Don Hipólito…

Don Hipólito…

POR R. A. FONT BERNARD
Dentro de aproximadamente veinticuatro horas, el Presidente de la República, agrónomo Hipólito Mejía, deberá entregarle la vara de mando al doctor Leonel Fernández Reyna, de conformidad con los resultados del certamen electoral del pasado 16 de mayo. A partir de entonces, será un ex jefe del Estado, sujeto al dictamen de la historia, que le juzgará en sus aciertos y en sus errores.

Juzgado por nosotros, don Hipólito es un político de origen rural. Una personificación de la ruralidad nacional, versificada por el poeta Juan Antonio Alix, en sus décimas tituladas «Jatuai con la e»puela pueta». Inteligente, astuto, intuitivo, pero limitado en el conocimiento de las reglas protocolares y desentendido de los convencionalismos sociales, atraído para el ejercicio de la actividad política, en la que anulando progresivamente los liderazgos superiores del Partido Revolucionario Dominicano, logró ascender sin oposición a la primera magistratura del Estado. En ese ascenso le favoreció su capacidad primaria para evaluar las debilidades y las miserias humanas de sus contendientes.

Don Hipólito fué inusualmente sincero, cuando declaró que no era aficionado a la lectura. Ese reconocimiento le favoreció en su ascenso político, en un país como el nuestro en el que el analfabetismo y la pobreza son elemento cardilanes para la manipulación de las masas populares. Su ruralidad quedó confirmada con la selección de sus principales colaboradores, entre los que el doctor Hugo Tolentino fué la más notable  excepción.

A don Hipólito le perjudicó en mucho, su solidaridad con la mayoría de sus más cercanos colaboradores, unos antológicamente ineptos, y otros, moralmente cuestionables. En apariencias, se dejó secuestrar por lo que en los días iniciales de su gobierno él llamó el «lambonismo», que la palabra admonitoria del Arzobispo Monseñor Nouel, había denunciado en el gobierno del Presidente Horacio Vázquez, con la denominación de «la polilla palaciega».

Inconcebiblemente – aunque excusable por su ruralidad -, don Hipólito ignoró el peso específico de la Iglesia Católica Dominicana. Y adoptó una actitud desdeñosa, en sus relaciones con determinados sectores de la comunidad empresarial, a la que hay que manejar de acuerdo con la picarezca letra de una tinada criolla: «Si la aprietan pica, y si la sueltan vuela».

Cuando parecía que iba a llegar, ya no sabía donde estaba, y se perdió en el camino. No advirtió que el antirreeleccionismo que le  adversaba no tenía un carácter institucional, si no la expresión de un rechazo personal, identificado con rostros y nombres propios. La lujuria del poder le impidió percibir, que su temeraria intencionalidad reelecionista estaba de antemanos condenada al fracaso, por haberse presentado a la consideración nacional como una imposición, y no como una opción confiablemente democrática.

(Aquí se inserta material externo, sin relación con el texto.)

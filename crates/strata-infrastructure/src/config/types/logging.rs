//! Logging configuration types

use std::path::PathBuf;

use serde::{Deserialize, Serialize};

use crate::constants::{DEFAULT_LOG_LEVEL, LOG_MAX_FILES, LOG_ROTATION_SIZE};

/// Logging configuration
#[derive(Debug, Clone, PartialEq, Eq, Serialize, Deserialize)]
#[serde(default)]
pub struct LoggingConfig {
    /// Log level (trace, debug, info, warn, error)
    pub level: String,

    /// Enable JSON output format
    pub json_format: bool,

    /// Log to file in addition to stderr
    pub file_output: Option<PathBuf>,

    /// Maximum file size before rotation (bytes)
    pub max_file_size: u64,

    /// Maximum number of rotated files to keep
    pub max_files: usize,
}

impl Default for LoggingConfig {
    fn default() -> Self {
        Self {
            level: DEFAULT_LOG_LEVEL.to_string(),
            json_format: false,
            file_output: None,
            max_file_size: LOG_ROTATION_SIZE,
            max_files: LOG_MAX_FILES,
        }
    }
}
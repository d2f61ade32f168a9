//! Error handling types

use thiserror::Error;

/// Result type alias for operations that can fail
pub type Result<T> = std::result::Result<T, Error>;

/// Main error type for the strata composition engine
#[derive(Error, Debug)]
pub enum Error {
    /// A decorator targets a service that has neither a base implementation
    /// nor a composite in the same layer set
    #[error(
        "Decorator '{decorator}' targets service '{service}' which has no base implementation"
    )]
    DecoratorWithoutBase {
        /// Service type the decorator was declared for
        service: String,
        /// Decorator implementation type
        decorator: String,
    },

    /// A keyed decorator or composite was applied through an adapter that
    /// cannot layer keyed descriptors
    #[error(
        "Adapter '{adapter}' does not support keyed layers (service '{service}', layer '{implementation}')"
    )]
    KeyedLayerUnsupported {
        /// Adapter name
        adapter: String,
        /// Service type being layered
        service: String,
        /// Keyed layer implementation type
        implementation: String,
    },

    /// A registration kind value that the engine does not know about
    #[error("Unknown registration kind: {value}")]
    UnknownRegistrationKind {
        /// The offending value
        value: String,
    },

    /// A second registration for the same service and key under the `Throw` policy
    #[error("Service '{service}'{key} is already registered; refusing to add '{implementation}'")]
    DuplicateRegistration {
        /// Service type
        service: String,
        /// Rendered key suffix (empty for unkeyed registrations)
        key: String,
        /// Implementation that was about to be added
        implementation: String,
    },

    /// Invalid argument provided to a function
    #[error("Invalid argument: {message}")]
    InvalidArgument {
        /// Description of the invalid argument
        message: String,
    },

    /// Resource not found error
    #[error("Not found: {resource}")]
    NotFound {
        /// The resource that was not found
        resource: String,
    },

    /// Configuration-related error
    #[error("Configuration error: {message}")]
    Configuration {
        /// Description of the configuration error
        message: String,
        /// Optional source error
        #[source]
        source: Option<Box<dyn std::error::Error + Send + Sync>>,
    },

    /// Service instance construction failed
    #[error("Activation of '{service}' failed: {message}")]
    Activation {
        /// Service type being resolved
        service: String,
        /// Description of the failure
        message: String,
    },

    /// I/O operation error
    #[error("I/O error: {message}")]
    Io {
        /// Description of the I/O error
        message: String,
        /// Optional source error
        #[source]
        source: Option<Box<dyn std::error::Error + Send + Sync>>,
    },

    /// JSON parsing or serialization error
    #[error("JSON parsing error: {source}")]
    Json {
        /// The underlying JSON error
        #[from]
        source: serde_json::Error,
    },

    /// Infrastructure operation error
    #[error("Infrastructure error: {message}")]
    Infrastructure {
        /// Description of the infrastructure error
        message: String,
        /// Optional source error
        #[source]
        source: Option<Box<dyn std::error::Error + Send + Sync>>,
    },
}

// Composition error creation methods
impl Error {
    /// Create a decorator-without-base error
    pub fn decorator_without_base<S: Into<String>, D: Into<String>>(service: S, decorator: D) -> Self {
        Self::DecoratorWithoutBase {
            service: service.into(),
            decorator: decorator.into(),
        }
    }

    /// Create a keyed-layer-unsupported error
    pub fn keyed_layer_unsupported<A, S, I>(adapter: A, service: S, implementation: I) -> Self
    where
        A: Into<String>,
        S: Into<String>,
        I: Into<String>,
    {
        Self::KeyedLayerUnsupported {
            adapter: adapter.into(),
            service: service.into(),
            implementation: implementation.into(),
        }
    }

    /// Create an unknown registration kind error
    pub fn unknown_registration_kind<S: Into<String>>(value: S) -> Self {
        Self::UnknownRegistrationKind {
            value: value.into(),
        }
    }

    /// Create an activation error
    pub fn activation<S: Into<String>, M: Into<String>>(service: S, message: M) -> Self {
        Self::Activation {
            service: service.into(),
            message: message.into(),
        }
    }
}

// Basic error creation methods
impl Error {
    /// Create an invalid argument error
    pub fn invalid_argument<S: Into<String>>(message: S) -> Self {
        Self::InvalidArgument {
            message: message.into(),
        }
    }

    /// Create a not found error
    pub fn not_found<S: Into<String>>(resource: S) -> Self {
        Self::NotFound {
            resource: resource.into(),
        }
    }

    /// Create a configuration error
    pub fn configuration<S: Into<String>>(message: S) -> Self {
        Self::Configuration {
            message: message.into(),
            source: None,
        }
    }

    /// Create a configuration error with source
    pub fn configuration_with_source<S: Into<String>, E: std::error::Error + Send + Sync + 'static>(
        message: S,
        source: E,
    ) -> Self {
        Self::Configuration {
            message: message.into(),
            source: Some(Box::new(source)),
        }
    }

    /// Create an I/O error
    pub fn io<S: Into<String>>(message: S) -> Self {
        Self::Io {
            message: message.into(),
            source: None,
        }
    }

    /// Create an infrastructure error
    pub fn infrastructure<S: Into<String>>(message: S) -> Self {
        Self::Infrastructure {
            message: message.into(),
            source: None,
        }
    }

    /// Whether this error is a wiring mistake detected while composing
    pub fn is_configuration(&self) -> bool {
        matches!(
            self,
            Self::DecoratorWithoutBase { .. }
                | Self::KeyedLayerUnsupported { .. }
                | Self::UnknownRegistrationKind { .. }
                | Self::DuplicateRegistration { .. }
                | Self::Configuration { .. }
        )
    }
}
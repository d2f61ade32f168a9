//! Compile-time registries
//!
//! Type descriptions submitted through `linkme` distributed slices, so a
//! type catalog can be assembled without runtime introspection.

pub mod types;

pub use types::{KNOWN_TYPES, KnownTypeEntry, LinkedTypeCatalog, list_known_types};
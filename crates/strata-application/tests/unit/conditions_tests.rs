//! Unit tests for condition matching

use strata_application::domain_services::{ActiveConditions, condition_label, is_matched};
use strata_domain::value_objects::RegistrationRecord;

use crate::fixtures::app;

fn conditioned(tags: &[&str]) -> RegistrationRecord {
    tags.iter()
        .fold(RegistrationRecord::builder(app("ConsoleLogger")), |b, t| b.condition(*t))
        .build()
        .expect("record should build")
}

#[test]
fn test_unconditional_record_always_matches() {
    let record = conditioned(&[]);

    assert!(is_matched(&record, &ActiveConditions::none()));
    assert!(is_matched(&record, &ActiveConditions::new(["prod"])));
    assert_eq!(condition_label(&record), "(always)");
}

#[test]
fn test_any_active_tag_matches() {
    let record = conditioned(&["dev", "test"]);

    assert!(is_matched(&record, &ActiveConditions::new(["test"])));
    assert!(!is_matched(&record, &ActiveConditions::new(["prod"])));
    assert!(!is_matched(&record, &ActiveConditions::none()));
}

#[test]
fn test_tags_compare_case_insensitively() {
    let record = conditioned(&["Prod"]);

    assert!(is_matched(&record, &ActiveConditions::new(["PROD"])));
    assert!(ActiveConditions::new([" Dev "]).contains("dev"));
}

#[test]
fn test_empty_tags_are_ignored() {
    let active = ActiveConditions::new(["", "  ", "prod"]);

    assert_eq!(active.len(), 1);
    assert!(!active.is_empty());
}

#[test]
fn test_condition_label_joins_sorted_tags() {
    let record = conditioned(&["test", "dev"]);

    assert_eq!(condition_label(&record), "dev|test");
}
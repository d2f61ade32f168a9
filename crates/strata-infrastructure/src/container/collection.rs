//! Service collection
//!
//! The in-memory [`ContainerAdapter`]: an ordered descriptor list the
//! layering engine registers into and folds layers onto.

use std::sync::Arc;

use strata_domain::error::{Error, Result};
use strata_domain::ports::{BaseRegistrationRequest, ContainerAdapter, RegistrationKind};
use strata_domain::value_objects::{
    DuplicatePolicy, Lifetime, RegistrationRecord, ServiceKey, TypeRef,
};
use tracing::debug;

use super::activator::ActivatorRegistry;
use super::descriptor::{Activation, DescriptorId, ServiceDescriptor};
use super::provider::ServiceProvider;
use crate::constants::IN_MEMORY_ADAPTER_NAME;

/// Ordered descriptor list
#[derive(Debug, Clone)]
pub struct ServiceCollection {
    descriptors: Vec<ServiceDescriptor>,
    next_id: u64,
    keyed_layers: bool,
}

impl Default for ServiceCollection {
    fn default() -> Self {
        Self::new()
    }
}

impl ServiceCollection {
    /// Create an empty collection with keyed layer support
    pub fn new() -> Self {
        Self {
            descriptors: Vec::new(),
            next_id: 0,
            keyed_layers: true,
        }
    }

    /// Refuse keyed decorators and composites
    pub fn without_keyed_layers(mut self) -> Self {
        self.keyed_layers = false;
        self
    }

    /// Every descriptor, in registration order
    pub fn descriptors(&self) -> &[ServiceDescriptor] {
        &self.descriptors
    }

    /// Number of descriptors
    pub fn len(&self) -> usize {
        self.descriptors.len()
    }

    /// Whether the collection holds no descriptor
    pub fn is_empty(&self) -> bool {
        self.descriptors.is_empty()
    }

    /// Whether `service` has a descriptor under `key`
    pub fn contains(&self, service: &TypeRef, key: Option<&ServiceKey>) -> bool {
        self.descriptors.iter().any(|d| d.matches(service, key))
    }

    /// Freeze into a provider resolving through `activators`
    pub fn build_provider(self, activators: ActivatorRegistry) -> ServiceProvider {
        ServiceProvider::new(self.descriptors, activators)
    }

    fn next_id(&mut self) -> DescriptorId {
        self.next_id += 1;
        DescriptorId(self.next_id)
    }

    fn descriptor(
        &mut self,
        service: &TypeRef,
        key: Option<ServiceKey>,
        lifetime: Lifetime,
        activation: Activation,
    ) -> ServiceDescriptor {
        ServiceDescriptor {
            id: self.next_id(),
            service_type: service.clone(),
            key,
            lifetime,
            activation,
        }
    }
}

impl ContainerAdapter for ServiceCollection {
    type Descriptor = ServiceDescriptor;

    fn name(&self) -> &str {
        IN_MEMORY_ADAPTER_NAME
    }

    fn try_add_base_registration(&mut self, request: &BaseRegistrationRequest) -> Result<bool> {
        let service = &request.service_type;
        let key = request.key.as_ref();
        let exists = self.contains(service, key);

        match request.duplicate_policy {
            DuplicatePolicy::Throw if exists => {
                return Err(Error::DuplicateRegistration {
                    service: service.to_string(),
                    key: key.map(|k| format!(" [key {k}]")).unwrap_or_default(),
                    implementation: request.implementation_type.to_string(),
                });
            }
            DuplicatePolicy::Skip if exists => return Ok(false),
            DuplicatePolicy::Replace if exists => {
                self.descriptors.retain(|d| !d.matches(service, key));
                debug!(service = %service, "Replaced existing registrations");
            }
            _ => {}
        }

        let implementation = request.implementation_type.clone();
        let activation = match request.kind {
            RegistrationKind::Direct => Activation::Type { implementation },
            RegistrationKind::Forward => Activation::Forward { implementation },
        };
        let descriptor = self.descriptor(service, request.key.clone(), request.lifetime, activation);
        self.descriptors.push(descriptor);
        Ok(true)
    }

    fn supports_keyed_layers(&self) -> bool {
        self.keyed_layers
    }

    fn descriptors_for_service(&self, service: &TypeRef) -> Vec<ServiceDescriptor> {
        self.descriptors
            .iter()
            .filter(|d| &d.service_type == service)
            .cloned()
            .collect()
    }

    fn replace_descriptors_for_service(
        &mut self,
        service: &TypeRef,
        descriptors: Vec<ServiceDescriptor>,
    ) {
        let position = self
            .descriptors
            .iter()
            .position(|d| &d.service_type == service)
            .unwrap_or(self.descriptors.len());
        self.descriptors.retain(|d| &d.service_type != service);
        let position = position.min(self.descriptors.len());
        self.descriptors.splice(position..position, descriptors);
    }

    fn describe_decorator(
        &mut self,
        service: &TypeRef,
        previous: &ServiceDescriptor,
        decorator: &RegistrationRecord,
    ) -> Result<ServiceDescriptor> {
        let activation = Activation::Decorator {
            implementation: decorator.implementation_type.clone(),
            inner: Arc::new(previous.clone()),
        };
        Ok(self.descriptor(service, previous.key.clone(), previous.lifetime, activation))
    }

    fn describe_composite(
        &mut self,
        service: &TypeRef,
        composite: &RegistrationRecord,
        inner: &[ServiceDescriptor],
        lifetime: Lifetime,
    ) -> Result<ServiceDescriptor> {
        let activation = Activation::Composite {
            implementation: composite.implementation_type.clone(),
            inner: inner.iter().cloned().map(Arc::new).collect(),
        };
        Ok(self.descriptor(service, composite.key.clone(), lifetime, activation))
    }
}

Ya en la proximidad del 16 de mayo, el reelecionismo era un barquito de papel, que hacía aguas y estaba próximo a naufragar. De ahí, su desesperación en convertir lo que debía ser una confrontación política, en una disputa de carácter personal.

Como lo hubiese dicho nuestra sapientísima abuela, don Hipólito es un hombre bueno, que hubiese hecho carrera, consagrándose al sacerdocio, o tal vez como comediante de éxito en la entretención de los niños. Pero cometió un grave error, desviando su vocación hacia la actividad política, en la que intentó imitar, vanamente, al ya desaparecido «Generalísimo y Doctor».

Se sabe, históricamente, que al Generalísimo Máximo Gómez le eran repelentes las cucarachas; que el General Pedro Santana le temía a las intrigas de los capitaleños, y por eso pasaba largas temporadas en sus posesiones de El Prado. Y como se sabe también, porque forma parte del folklore popular, hay quienes le tienen miedo a los perros realengos y a los difuntos. Y por no ser aficionado a la lectura, don Hipólito desdeñó la insinuación que le transmitimos en un artículo publicado en el periódico HOY, recordándole una sentenciosa frase del General Lilis: «quien manda puede ser vehemente en la forma, pero en el fondo tiene que ser reflexivo».

Don Hipólito inició su ejercicio presidencial con un aceptable buen pié. Pero terminó su gobierno, actualizando una frase de Santa Teresa: «Fué una mala noche en una mala posada».